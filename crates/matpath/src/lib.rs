//! # matpath
//!
//! Data model for trees stored in flat tables with the **materialized path**
//! technique.
//!
//! Every row keeps, next to its nullable parent key, a string holding the
//! whole key chain from the root down to itself:
//!
//! | id | parent_id | path      |
//! |----|-----------|-----------|
//! | 1  | NULL      | `/1`      |
//! | 2  | 1         | `/1/2`    |
//! | 4  | 2         | `/1/2/4`  |
//! | 20 | 1         | `/1/20`   |
//!
//! "All descendants of 2" becomes `path LIKE '/1/2/%'` and "all ancestors of
//! 4" becomes `'/1/2/4' LIKE path || '/%'`. The trailing separator is
//! mandatory: `/1/2` is a string prefix of `/1/20` but not its ancestor.
//!
//! This crate provides:
//! - [`NodeId`] and [`Node`]: row types
//! - [`TreePath`]: a validated path, parsed with nom
//! - [`TreeConfig`]: column names, separator, explicit path and depth origin
//!   for one node type
//!
//! Path maintenance and batched queries live in `matpath-engine`.
//!
//! ## Usage
//!
//! ```rust
//! use matpath::{Node, TreeConfig, TreePath};
//!
//! let config = TreeConfig::default();
//! let root = Node::root(1u64);
//! let root_path = config.path_for(&root, None).unwrap();
//!
//! let child = Node::child_of(2u64, 1u64);
//! let child_path = config.path_for(&child, Some(&root_path)).unwrap();
//!
//! assert_eq!(child_path, TreePath::parse("/1/2", '/').unwrap());
//! assert!(root_path.is_ancestor_of(&child_path, config.separator));
//! ```

#![warn(missing_docs)]
#![warn(rustdoc::missing_crate_level_docs)]

mod config;
mod error;
mod node;
mod path;

pub use config::{DepthBase, ExplicitPathConfig, TreeConfig, TreeConfigBuilder};
pub use error::{PathError, PathResult};
pub use node::{Node, NodeId};
pub use path::{validate_segment, TreePath};

#[cfg(test)]
mod tests {
    use super::*;

    #[test]
    fn test_public_api_accessible() {
        let _: Option<TreeConfig> = None;
        let _: Option<Node> = None;
        let _: Option<PathResult<TreePath>> = None;
        let _ = DepthBase::default();
    }

    #[cfg(feature = "serde")]
    #[test]
    fn test_node_serde_is_transparent() {
        let node = Node::child_of(2u64, 1u64).with_path(TreePath::parse("/1/2", '/').unwrap());
        let json = serde_json::to_value(&node).unwrap();
        assert_eq!(json["id"], "2");
        assert_eq!(json["path"], "/1/2");

        let back: Node = serde_json::from_value(json).unwrap();
        assert_eq!(back, node);
    }
}
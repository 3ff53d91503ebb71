//! Error types for tree maintenance and queries.

use matpath::{NodeId, PathError};
use thiserror::Error;

/// Errors that can occur while maintaining or querying a tree.
#[derive(Error, Debug)]
pub enum TreeError {
    /// A reparent would close a cycle, or bulk path computation did not converge.
    ///
    /// Never retried: without breaking the cycle a retry cannot succeed.
    #[error("circular tree relation in '{node_type}'{}", display_key(.node_id))]
    CircularTreeRelation {
        /// Node type the relation belongs to.
        node_type: String,
        /// Offending node, when known.
        node_id: Option<NodeId>,
    },

    /// The operation is not supported by this store or variant.
    #[error("not yet implemented: {0}")]
    NotYetImplemented(String),

    /// Node not found in the store.
    #[error("node not found: {0}")]
    NodeNotFound(NodeId),

    /// A node references a parent that does not exist.
    #[error("parent {parent_id} of node {node_id} not found")]
    ParentNotFound {
        /// The child.
        node_id: NodeId,
        /// The missing parent key.
        parent_id: NodeId,
    },

    /// Invalid path or key.
    #[error("path error: {0}")]
    Path(#[from] PathError),

    /// Error from the underlying store, passed through unchanged.
    #[error("store error: {0}")]
    Store(#[source] Box<dyn std::error::Error + Send + Sync>),
}

impl TreeError {
    /// Creates a cycle error for a node of the given type.
    pub fn circular(node_type: impl Into<String>, node_id: Option<NodeId>) -> Self {
        Self::CircularTreeRelation {
            node_type: node_type.into(),
            node_id,
        }
    }

    /// Wraps a store-level error.
    pub fn store(source: impl Into<Box<dyn std::error::Error + Send + Sync>>) -> Self {
        Self::Store(source.into())
    }

    /// Returns true for [`TreeError::CircularTreeRelation`].
    pub fn is_circular(&self) -> bool {
        matches!(self, Self::CircularTreeRelation { .. })
    }
}

fn display_key(node_id: &Option<NodeId>) -> String {
    match node_id {
        Some(id) => format!(" at node {id}"),
        None => String::new(),
    }
}

/// Result type for tree operations.
pub type TreeResult<T> = std::result::Result<T, TreeError>;

#[cfg(test)]
mod tests {
    use super::*;

    #[test]
    fn test_error_display_circular_with_key() {
        let err = TreeError::circular("category", Some(NodeId::from(4u64)));
        assert_eq!(
            err.to_string(),
            "circular tree relation in 'category' at node 4"
        );
        assert!(err.is_circular());
    }

    #[test]
    fn test_error_display_circular_without_key() {
        let err = TreeError::circular("category", None);
        assert_eq!(err.to_string(), "circular tree relation in 'category'");
    }

    #[test]
    fn test_error_display_parent_not_found() {
        let err = TreeError::ParentNotFound {
            node_id: NodeId::from(5u64),
            parent_id: NodeId::from(99u64),
        };
        assert_eq!(err.to_string(), "parent 99 of node 5 not found");
    }

    #[test]
    fn test_error_from_path_error() {
        let err: TreeError = PathError::Empty.into();
        assert!(matches!(err, TreeError::Path(_)));
        assert!(!err.is_circular());
    }

    #[test]
    fn test_error_store_keeps_source() {
        let io = std::io::Error::new(std::io::ErrorKind::Other, "disk gone");
        let err = TreeError::store(io);
        assert_eq!(err.to_string(), "store error: disk gone");
        assert!(std::error::Error::source(&err).is_some());
    }
}
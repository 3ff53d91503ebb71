//! Batched subtree and ancestor-chain queries.
//!
//! A batch is answered with one store query: the requester paths are reduced
//! to a covering set (see [`BatchPlan`]), the OR of their prefix filters
//! is sent to the store, and the candidate rows are re-partitioned per
//! requester with the exact pairwise predicate.

use std::collections::HashMap;
use std::time::Instant;

use matpath::{Node, NodeId, TreeConfig, TreePath};
use tracing::{debug, warn};

use crate::cache::{PlanCache, PlanKey};
use crate::error::TreeResult;
use crate::planner::{BatchDirection, BatchPlan};
use crate::result::{BatchResult, BatchStats};
use crate::traits::PathStore;

/// Answers descendant and ancestor queries for many nodes at once.
///
/// # Example
///
/// ```rust
/// use matpath::{Node, NodeId, TreeConfig};
/// use matpath_engine::{compute_all_path, PathStore, TreeQueryEngine};
/// use matpath_memory::MemoryStore;
///
/// let store = MemoryStore::new();
/// store.insert(Node::root(1u64));
/// store.insert(Node::child_of(2u64, 1u64));
/// store.insert(Node::child_of(4u64, 2u64));
/// let tree = TreeConfig::default();
/// compute_all_path(&store, &tree, 32).unwrap();
///
/// let two = store.get(&tree, &NodeId::from(2u64)).unwrap().unwrap();
/// let four = store.get(&tree, &NodeId::from(4u64)).unwrap().unwrap();
///
/// let engine = TreeQueryEngine::new(&store);
/// let result = engine.fetch_descendants_batch(&tree, &[two, four]).unwrap();
///
/// assert_eq!(result.plan.branch_count(), 1);
/// assert_eq!(result.ids(&NodeId::from(2u64)), vec![NodeId::from(4u64)]);
/// assert!(result.get(&NodeId::from(4u64)).is_empty());
/// ```
pub struct TreeQueryEngine<'a> {
    store: &'a dyn PathStore,
    cache: Option<&'a PlanCache>,
    parallel: bool,
}

impl<'a> TreeQueryEngine<'a> {
    /// Creates an engine without plan caching.
    pub fn new(store: &'a dyn PathStore) -> Self {
        Self {
            store,
            cache: None,
            parallel: false,
        }
    }

    /// Reuses reduced plans from `cache`.
    pub fn with_cache(mut self, cache: &'a PlanCache) -> Self {
        self.cache = Some(cache);
        self
    }

    /// Partitions candidates on the rayon pool (requires `parallel` feature).
    pub fn with_parallel(mut self, parallel: bool) -> Self {
        self.parallel = parallel;
        self
    }

    /// Fetches every descendant of every requester with one store query.
    pub fn fetch_descendants_batch(
        &self,
        tree: &TreeConfig,
        requesters: &[Node],
    ) -> TreeResult<BatchResult> {
        self.fetch_batch(tree, requesters, BatchDirection::Descendants)
    }

    /// Fetches every ancestor of every requester with one store query.
    pub fn fetch_ancestors_batch(
        &self,
        tree: &TreeConfig,
        requesters: &[Node],
    ) -> TreeResult<BatchResult> {
        self.fetch_batch(tree, requesters, BatchDirection::Ancestors)
    }

    /// Descendants of one node, sorted by path.
    pub fn descendants_of(&self, tree: &TreeConfig, node: &Node) -> TreeResult<Vec<Node>> {
        let mut result = self.fetch_descendants_batch(tree, std::slice::from_ref(node))?;
        Ok(result.by_requester.remove(&node.id).unwrap_or_default())
    }

    /// Ancestors of one node, root first.
    pub fn ancestors_of(&self, tree: &TreeConfig, node: &Node) -> TreeResult<Vec<Node>> {
        let mut result = self.fetch_ancestors_batch(tree, std::slice::from_ref(node))?;
        Ok(result.by_requester.remove(&node.id).unwrap_or_default())
    }

    fn fetch_batch(
        &self,
        tree: &TreeConfig,
        requesters: &[Node],
        direction: BatchDirection,
    ) -> TreeResult<BatchResult> {
        let start = Instant::now();
        let separator = tree.separator;

        let mut by_requester: HashMap<NodeId, Vec<Node>> = requesters
            .iter()
            .map(|n| (n.id.clone(), Vec::new()))
            .collect();
        let mut pathed: Vec<(NodeId, TreePath)> = Vec::with_capacity(requesters.len());
        for node in requesters {
            match &node.path {
                Some(path) => pathed.push((node.id.clone(), path.clone())),
                None => warn!(
                    node_type = %tree.node_type,
                    node_id = %node.id,
                    %direction,
                    "requester has no computed path"
                ),
            }
        }

        let paths: Vec<TreePath> = pathed.iter().map(|(_, p)| p.clone()).collect();
        let (plan, plan_cache_hit) = match self.cache {
            Some(cache) => cache.get_or_build(PlanKey::new(direction, &paths, separator), || {
                BatchPlan::build(direction, &paths, separator)
            }),
            None => (BatchPlan::build(direction, &paths, separator), false),
        };

        let mut stats = BatchStats {
            filter_branches: plan.branch_count(),
            plan_cache_hit,
            ..Default::default()
        };

        if !plan.is_empty() {
            let candidates = self.store.fetch_where(tree, &plan.filter)?;
            stats.candidates = candidates.len();
            if !candidates.is_empty() {
                by_requester.extend(self.partition(direction, &pathed, &candidates, separator));
            }
        }

        stats.duration = start.elapsed();
        debug!(
            node_type = %tree.node_type,
            %direction,
            requesters = requesters.len(),
            branches = stats.filter_branches,
            candidates = stats.candidates,
            cache_hit = stats.plan_cache_hit,
            "batch fetch complete"
        );

        Ok(BatchResult {
            by_requester,
            plan,
            stats,
        })
    }

    fn partition(
        &self,
        direction: BatchDirection,
        requesters: &[(NodeId, TreePath)],
        candidates: &[Node],
        separator: char,
    ) -> Vec<(NodeId, Vec<Node>)> {
        #[cfg(feature = "parallel")]
        if self.parallel {
            return partition_parallel(direction, requesters, candidates, separator);
        }
        #[cfg(not(feature = "parallel"))]
        let _ = self.parallel;

        requesters
            .iter()
            .map(|(id, path)| (id.clone(), matching(direction, path, candidates, separator)))
            .collect()
    }
}

#[cfg(feature = "parallel")]
fn partition_parallel(
    direction: BatchDirection,
    requesters: &[(NodeId, TreePath)],
    candidates: &[Node],
    separator: char,
) -> Vec<(NodeId, Vec<Node>)> {
    use rayon::prelude::*;

    requesters
        .par_iter()
        .map(|(id, path)| (id.clone(), matching(direction, path, candidates, separator)))
        .collect()
}

/// Candidates related to `path` in `direction`, sorted by path.
fn matching(
    direction: BatchDirection,
    path: &TreePath,
    candidates: &[Node],
    separator: char,
) -> Vec<Node> {
    let mut rows: Vec<Node> = candidates
        .iter()
        .filter(|c| {
            c.path.as_ref().is_some_and(|candidate| match direction {
                BatchDirection::Descendants => path.is_ancestor_of(candidate, separator),
                BatchDirection::Ancestors => candidate.is_ancestor_of(path, separator),
            })
        })
        .cloned()
        .collect();
    rows.sort_by(|a, b| a.path.cmp(&b.path));
    rows
}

=======

**What is expected**. Reproduce all lines from the records above that include the word "reduced".

**The completed task**.
//! A batch is answered with one store query: the requester paths are reduced
    /// Reuses reduced plans from `cache`.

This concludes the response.